The figure above shows the overall operation of the collector. Step (0) involves Collector talking to registry (private or docker hub’s index) to obtain image hashes and repo/tags. This step is optional — a user could just specify the repositories of interest and the collector only collects data for these repos.
Here are the rest of the steps:
- Collector talks to the Docker Daemon on it’s local Docker Host and places a docker pull request for repo/tags of interest
- Docker daemon passes on the pull request to docker registry which brings all the layers comprising the image into the Docker Host
- Collector now issues a docker run request for the containers to be inspected. We currently only support running one container at a time to ensure that our system doesn’t use up too many resources, but we can easily extend it to run multiple of them simultaneously. The request also contains volumes to mount from the collector container that contains statically-linked tools (e.g., bash-static, python-static, etc.) and the directories where scripts are located. We also specify a special entrypoint so that we override any CMDs/entrypoint from the original container.
- Docker Daemon launches the containers to be inspected. All containers run a script (e.g., banyan or user-specified script) and produces output on stdout.
- The containers output is collated by the collector.
- The final output can be sent to Banyan Analyzer for further analysis, or just stored in the local file-system against which additional scripts can be run.
Steps 1-6 are repeated for every script. Note that all the scripts could have been executed in tandem once a container is launched. We decided against this because we wanted each script to run starting from a clean slate (e.g., didn’t want one script to affect another).
The collector has been designed so that it is modular and extensible with different plugins.
The figure above shows the overall collector architecture. At the center is the collector core that takes in inputs from various plugins, and then launches/collects data for desired containers (as described in the previous section). Here are some of the plugins where we encourage users to contribute/submit pull requests:
- Registry: We currently support both private registry and DockerHub as the source of image location. But a given collector instance can only run on a single registry (one private registry or docker hub). However, you can run multiple instances of the collector pointing to different private registries and/or docker hub.

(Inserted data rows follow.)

//! Agent state: a mapping from attribute name to [`Value`].
//!
//! States are treated as immutable by search code. Every transition builds a
//! new `State` through [`State::with`] or [`State::merge`]; the original is
//! left untouched.

use std::collections::hash_map::DefaultHasher;
use std::collections::BTreeMap;
use std::hash::{Hash, Hasher};

use serde::{Deserialize, Serialize};

use crate::types::Value;

/// A snapshot of an agent's attributes.
#[derive(Debug, Clone, Default, PartialEq, Serialize, Deserialize)]
#[serde(transparent)]
pub struct State {
    attributes: BTreeMap<String, Value>,
}

impl State {
    /// Create an empty state.
    pub fn new() -> Self {
        Self::default()
    }

    /// Get the value of an attribute.
    pub fn get(&self, key: &str) -> Option<&Value> {
        self.attributes.get(key)
    }

    /// Get the numeric value of an attribute.
    pub fn num(&self, key: &str) -> Option<f64> {
        self.get(key).and_then(Value::as_f64)
    }

    /// Check whether an attribute is present.
    pub fn contains(&self, key: &str) -> bool {
        self.attributes.contains_key(key)
    }

    /// Number of attributes.
    pub fn len(&self) -> usize {
        self.attributes.len()
    }

    /// Returns true if the state has no attributes.
    pub fn is_empty(&self) -> bool {
        self.attributes.is_empty()
    }

    /// Iterate attributes in name order.
    pub fn iter(&self) -> impl Iterator<Item = (&str, &Value)> {
        self.attributes.iter().map(|(k, v)| (k.as_str(), v))
    }

    /// Iterate attribute names in order.
    pub fn keys(&self) -> impl Iterator<Item = &str> {
        self.attributes.keys().map(String::as_str)
    }

    /// Set an attribute in place. Used when building states and by the
    /// agent shell, which owns its state exclusively.
    pub fn insert(&mut self, key: impl Into<String>, value: impl Into<Value>) {
        self.attributes.insert(key.into(), value.into());
    }

    /// Return a copy of this state with one attribute replaced.
    pub fn with(&self, key: impl Into<String>, value: impl Into<Value>) -> State {
        let mut next = self.clone();
        next.insert(key, value);
        next
    }

    /// Return a copy of this state overlaid with every attribute of `patch`.
    pub fn merge(&self, patch: &State) -> State {
        let mut next = self.clone();
        for (k, v) in &patch.attributes {
            next.attributes.insert(k.clone(), v.clone());
        }
        next
    }

    /// Hash the full state for visited-set bookkeeping.
    ///
    /// Numeric attributes are quantised to `resolution` first so that states
    /// differing only by floating-point noise collide. A non-positive
    /// resolution hashes exact bit patterns.
    pub fn fingerprint(&self, resolution: f64) -> u64 {
        let mut hasher = DefaultHasher::new();
        self.hash_into(&mut hasher, resolution);
        hasher.finish()
    }

    pub(crate) fn hash_into<H: Hasher>(&self, hasher: &mut H, resolution: f64) {
        for (k, v) in &self.attributes {
            k.hash(hasher);
            match v {
                Value::Num(x) if resolution > 0.0 => {
                    0u8.hash(hasher);
                    // Adding 0.0 folds -0.0 into 0.0.
                    ((x / resolution).round() + 0.0).to_bits().hash(hasher);
                }
                Value::Num(x) => {
                    0u8.hash(hasher);
                    x.to_bits().hash(hasher);
                }
                Value::Bool(b) => {
                    1u8.hash(hasher);
                    b.hash(hasher);
                }
                Value::Enum(s) => {
                    2u8.hash(hasher);
                    s.hash(hasher);
                }
            }
        }
    }
}

impl<K: Into<String>, V: Into<Value>> FromIterator<(K, V)> for State {
    fn from_iter<I: IntoIterator<Item = (K, V)>>(iter: I) -> Self {
        Self {
            attributes: iter
                .into_iter()
                .map(|(k, v)| (k.into(), v.into()))
                .collect(),
        }
    }
}

#[cfg(test)]
mod tests {
    use super::*;

    #[test]
    fn test_with_is_copy_on_write() {
        let state: State = [("cash", 0.0)].into_iter().collect();
        let next = state.with("cash", 100.0);

        assert_eq!(state.num("cash"), Some(0.0));
        assert_eq!(next.num("cash"), Some(100.0));
    }

    #[test]
    fn test_merge_overlays_patch() {
        let state: State = [("cash", Value::from(5.0)), ("employed", Value::from(false))]
            .into_iter()
            .collect();
        let patch: State = [("employed", true)].into_iter().collect();

        let merged = state.merge(&patch);
        assert_eq!(merged.get("employed"), Some(&Value::Bool(true)));
        assert_eq!(merged.num("cash"), Some(5.0));
        assert_eq!(state.get("employed"), Some(&Value::Bool(false)));
    }

    #[test]
    fn test_fingerprint_quantises_numbers() {
        let a: State = [("cash", 100.0)].into_iter().collect();
        let b: State = [("cash", 100.0 + 1e-9)].into_iter().collect();
        let c: State = [("cash", 101.0)].into_iter().collect();

        assert_eq!(a.fingerprint(1e-6), b.fingerprint(1e-6));
        assert_ne!(a.fingerprint(0.0), b.fingerprint(0.0));
        assert_ne!(a.fingerprint(1e-6), c.fingerprint(1e-6));
    }

    #[test]
    fn test_fingerprint_distinguishes_large_values() {
        let a: State = [("cash", 1e14)].into_iter().collect();
        let b: State = [("cash", 2e14)].into_iter().collect();
        let c: State = [("cash", -1e14)].into_iter().collect();

        assert_ne!(a.fingerprint(1e-6), b.fingerprint(1e-6));
        assert_ne!(a.fingerprint(1e-6), c.fingerprint(1e-6));
    }

    #[test]
    fn test_fingerprint_ignores_sign_of_zero() {
        let a: State = [("cash", 0.0)].into_iter().collect();
        let b: State = [("cash", -1e-9)].into_iter().collect();

        assert_eq!(a.fingerprint(1e-6), b.fingerprint(1e-6));
    }

    #[test]
    fn test_serde_roundtrip_shape() {
        let state: State = serde_json::from_str(r#"{"cash": 10.0, "employed": true}"#).unwrap();
        assert_eq!(state.len(), 2);
        assert_eq!(state.get("employed"), Some(&Value::Bool(true)));
    }
}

- Collector has command line options to limit the rate at which Collector issues requests to the registry. You can specify zero, one, or two rate limits. Each rate limit specifies the maximum number of requests allowed in a specified time period. For example, you could set a rate limit of 500 requests each 10 minutes (--maxreq=50 --timeper=10m), and add a second rate limit of 10000 requests per day (--maxreq2=10000 --timeper2=24h0m0s).

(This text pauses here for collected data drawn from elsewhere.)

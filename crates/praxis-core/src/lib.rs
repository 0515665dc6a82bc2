//! # Praxis Core
//!
//! Core primitives for the Praxis decision-theoretic planner.
//!
//! This crate provides the fundamental building blocks:
//! - [`State`] - Attribute mapping an agent plans over
//! - [`Prereq`] / [`Prereqs`] - Constraints with a graded distance to satisfaction
//! - [`Outcomes`] - Stochastic effects with sampled and expected resolution
//! - [`Action`] / [`Goal`] - What agents do and what they pursue
//! - [`Plan`] - Sequence of chosen steps with their expected nodes
//! - [`Constraints`] - Attenuation rules for attribute ranges and types
//! - [`PraxisError`] - Error types

pub mod action;
pub mod attenuate;
pub mod error;
pub mod goal;
pub mod outcome;
pub mod plan;
pub mod prereq;
pub mod state;
pub mod types;

// Re-exports for convenience
pub use action::{Action, ActionBuilder, ActionOutcome};
pub use attenuate::{AttributeType, Constraint, Constraints};
pub use error::{PraxisError, Result};
pub use goal::{Goal, GoalBuilder, GoalProgress, GoalSet};
pub use outcome::{Delta, Distribution, Outcomes, Update};
pub use plan::{Choice, Node, Plan, PlanStep};
pub use prereq::{Comparator, Prereq, Prereqs};
pub use state::State;
pub use types::{Value, ValueKind};

/// Prelude module for common imports
pub mod prelude {
    pub use crate::action::{Action, ActionOutcome};
    pub use crate::attenuate::{AttributeType, Constraint, Constraints};
    pub use crate::error::{PraxisError, Result};
    pub use crate::goal::{Goal, GoalProgress, GoalSet};
    pub use crate::outcome::{Delta, Outcomes, Update};
    pub use crate::plan::{Choice, Node, Plan, PlanStep};
    pub use crate::prereq::{Prereq, Prereqs};
    pub use crate::state::State;
    pub use crate::types::Value;
}
//! # Praxis Planner
//!
//! Utility-driven planning over the Praxis data model.
//!
//! - [`UtilityTable`] scores states, transitions and goals
//! - [`Successors`] enumerates and ranks next nodes
//! - [`IdaStar`] finds minimum-distance subplans to a single goal
//! - [`HillClimber`] builds full plans by greedy backtracking search
//! - [`UtilityPlanner`] ties them together behind the [`Planner`] trait

pub mod hill;
pub mod ida;
pub mod planner;
pub mod successor;
pub mod utility;

pub use hill::HillClimber;
pub use ida::{edge_distance, Heuristic, IdaStar, Subplan, ZeroHeuristic};
pub use planner::{Planner, PlannerConfig, PlanningResult, UtilityPlanner};
pub use successor::{ActionFilter, Successors, Transition};
pub use utility::{UtilityFn, UtilityTable, EPSILON};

- Possible extensions: multiple registry support, images in the local filesystem (e.g., not uploaded to registry)
- User-specified scripts: We support multiple types of plugins to write scripts for data collection including Bash and Python. We provide statically linked versions of bash and python, and busybox commands by exploring volumes into the containers to be inspected. That way, we don’t rely on any pre-existing tools inside the container to run scripts. We’ve also provided two sample bash scripts: PkgExtract and PkgDeps that collect package information and dependencies between different packages.
- Possible extensions: Ruby, Go itself, etc.
- Writer plugin: The Writer interface supports multiple backend writers for the data that is collected by running the scripts inside the containers. We currently have backend implementations for writing output to a file, or sending it to Banyan service for further analysis.
- Possible extensions: Socket, localDB, etc.
- User-specified tunables: Several parameters can be set based on your specific requirements. Some examples are: polling interval to the registry to track any updates, repositories of interest, the order in which images are pulled or removed (currently we do it in time order - newest to oldest), number of containers to be launched simultaneously (currently we only support one, as described in the previous section).
- Possible extensions: Custom algorithms for image pull/rm order, increase concurrency, etc.